PS - i see a mod viewing this thread. prob its gonna get del soon


----------



## red_devil (Dec 24, 2007)

MetalheadGautham said:
			
		

> why are all your threads about something illegal? First rapidshare, then megashare?
> 
> PS: I am waiting for Megaupload


   WHAT !?!?!? RS ???    oh i must have missed it  .. 
  can u PM / email me the details ??


----------



## xbonez (Dec 24, 2007)

:O RS also??? pls PM me the details...how'd i miss it


----------



## brokenheart (Dec 24, 2007)

MetalheadGautham said:
			
		

> why are all your threads about something illegal? First rapidshare, then megashare?
> 
> PS: I am waiting for Megaupload


me too missed Rapidshare...

but thx niways....for megashare...


----------



## MetalheadGautham (Dec 24, 2007)

but RS was a windows-only app, and it was of no use to me(as I use Ubuntu Feisty Fawn)


----------



## xbonez (Dec 24, 2007)

dude, but it'll be of use to me (and lots others)....but actually i have dynamic ip so dl limits aren't a problem for me. i'm only looking for resumable dls. but megashares is working just fine....got tons of links for it


----------



## naveen_reloaded (Dec 24, 2007)

Ya pm me to if yöü have RS ACCOUNT..

But be careful dude..your thread are going beyond rules.


----------



## The_Devil_Himself (Dec 24, 2007)

^^why you think so?I don't think it is illegal cos he aint advertising something.anyways this is what I think.


----------



## xbonez (Dec 24, 2007)

no, it is illegal since he's violating Megashares TOS by distributing the account. an account is supposed to be used by a single person only


----------



## The_Devil_Himself (Dec 24, 2007)

^^illegal by megashare's POV not by digit's.ANyway its should be removed now,PMs works just fine,lol.Where is the starter.

AND BTW guys I guess torrents are 100 times better than all this.personal opinion though.

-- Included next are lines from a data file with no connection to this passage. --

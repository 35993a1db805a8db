use rocket::http::Status;
use thiserror::Error;

use crate::error::ApiError;
use crate::store::StoreError;
use crate::validation::ValidationError;

pub type AuthResult<T> = Result<T, AuthError>;

#[derive(Debug, Error)]
pub enum AuthError {
    #[error("Invalid credentials")]
    InvalidCredentials,
    #[error("Email not found")]
    EmailNotFound,
    #[error("User with ID {0} not found")]
    UserNotFound(i32),
    #[error("User not found")]
    TokenSubjectMissing,
    #[error("Token expired")]
    TokenExpired,
    #[error("Invalid token")]
    TokenInvalid,
    #[error("Unauthorized")]
    Unauthorized,
    #[error("Forbidden, insufficient role for this action")]
    Forbidden,
    #[error(transparent)]
    Validation(#[from] ValidationError),
    #[error("configuration error: {0}")]
    Config(String),
    #[error("store error: {0}")]
    Store(#[from] StoreError),
    #[error("jwt error: {0}")]
    Jwt(#[from] jsonwebtoken::errors::Error),
    #[error("argon2 parameter error: {0}")]
    Argon2(String),
    #[error("password hashing error: {0}")]
    PasswordHash(String),
}

impl AuthError {
    pub fn status(&self) -> Status {
        match self {
            AuthError::InvalidCredentials
            | AuthError::TokenExpired
            | AuthError::TokenInvalid
            | AuthError::Unauthorized => Status::Unauthorized,
            AuthError::Forbidden => Status::Forbidden,
            AuthError::EmailNotFound
            | AuthError::UserNotFound(_)
            | AuthError::TokenSubjectMissing => Status::NotFound,
            AuthError::Validation(_) => Status::BadRequest,
            AuthError::Config(_)
            | AuthError::Store(_)
            | AuthError::Jwt(_)
            | AuthError::Argon2(_)
            | AuthError::PasswordHash(_) => Status::InternalServerError,
        }
    }
}

impl From<argon2::Error> for AuthError {
    fn from(err: argon2::Error) -> Self {
        AuthError::Argon2(err.to_string())
    }
}

impl From<argon2::password_hash::Error> for AuthError {
    fn from(err: argon2::password_hash::Error) -> Self {
        AuthError::PasswordHash(err.to_string())
    }
}

impl From<AuthError> for ApiError {
    fn from(err: AuthError) -> Self {
        let message = err.to_string();
        match err {
            AuthError::Validation(_) => ApiError::Validation(message),
            AuthError::InvalidCredentials
            | AuthError::TokenExpired
            | AuthError::TokenInvalid
            | AuthError::Unauthorized => ApiError::Unauthorized(message),
            AuthError::Forbidden => ApiError::Forbidden(message),
            AuthError::EmailNotFound
            | AuthError::UserNotFound(_)
            | AuthError::TokenSubjectMissing => ApiError::NotFound(message),
            AuthError::Config(_)
            | AuthError::Store(_)
            | AuthError::Jwt(_)
            | AuthError::Argon2(_)
            | AuthError::PasswordHash(_) => ApiError::Internal(message),
        }
    }
}

#[cfg(test)]
mod tests {
    use super::*;

    #[test]
    fn maps_domain_errors_to_client_messages() {
        let api: ApiError = AuthError::EmailNotFound.into();
        assert_eq!(api.status(), Status::NotFound);
        assert_eq!(api.message(), "Email not found");

        let api: ApiError = AuthError::UserNotFound(5).into();
        assert_eq!(api.message(), "User with ID 5 not found");

        let api: ApiError = AuthError::InvalidCredentials.into();
        assert_eq!(api.status(), Status::Unauthorized);
        assert_eq!(api.message(), "Invalid credentials");

        let api: ApiError = AuthError::TokenSubjectMissing.into();
        assert_eq!(api.status(), Status::NotFound);
        assert_eq!(api.message(), "User not found");

        let api: ApiError = AuthError::Forbidden.into();
        assert_eq!(api.status(), Status::Forbidden);

        let api: ApiError = AuthError::from(ValidationError::new("Invalid ID")).into();
        assert_eq!(api.status(), Status::BadRequest);
        assert_eq!(api.message(), "Invalid ID");
    }

    #[test]
    fn conversion_agrees_with_status() {
        let errors = [
            AuthError::InvalidCredentials,
            AuthError::EmailNotFound,
            AuthError::UserNotFound(1),
            AuthError::TokenSubjectMissing,
            AuthError::TokenExpired,
            AuthError::TokenInvalid,
            AuthError::Unauthorized,
            AuthError::Forbidden,
            AuthError::Validation(ValidationError::new("bad")),
            AuthError::Config("missing".into()),
        ];
        for err in errors {
            let status = err.status();
            let api: ApiError = err.into();
            assert_eq!(api.status(), status);
        }
    }

    #[test]
    fn internal_failures_do_not_leak() {
        let api: ApiError = AuthError::Config("JWT_SECRET is required".into()).into();
        assert_eq!(api.status(), Status::InternalServerError);
        assert_eq!(api.message(), "Internal server error");
    }
}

ANd if you want to upload a really important file,then make a torrent named like "paris hilton\pamela anderson again!" or something,it is sure to stay in top 100 list for atleast a few months.


----------



## xbonez (Dec 24, 2007)

^^torrents generally give speeds slightly lesser than http transfers....also torrents take time for speeds to pick up..

in my case, i have a net connection thriugh a lan cable, so i can't forward ports. therefore, torrents give me really bad speeds...http transfers are much better for me


----------



## fun2sh (Dec 24, 2007)

are bhai ye rapidshare ka kab ila mila??/

koi account share karega rapidshare ka???


----------



## xbonez (Dec 24, 2007)

prob is koi na koi password change kar deta hai warna bahut log aise account share karte...


----------



## red_devil (Dec 30, 2007)

the accounts dead !!


----------



## xbonez (Dec 30, 2007)

damn! so soon


----------



## apoorva84 (Dec 30, 2007)

too bad its gone..was good while it lasted


----------



## ico (Dec 30, 2007)

I got late. The account is dead...


----------



## i_am_crack (Dec 31, 2007)

not so luck us. DAMN

eBRo


----------



## abinesh (Apr 2, 2008)

apoorva84 said:


> too bad its gone..was good while it lasted



your name reminds of someone  !


----------



## Chirag (Apr 2, 2008)

^^
You could have pmed him for that


----------



## abinesh (Apr 2, 2008)

Chirag said:


> ^^
> You could have pmed him for that



oops... sorry, my bad


----------



## Dipen01 (Apr 3, 2008)

The reason was so many users.. If 6-7 users are sharing the accounts its okie but as soon as the users increase, System autoblocks it 

You should have given to ones you know personally


----------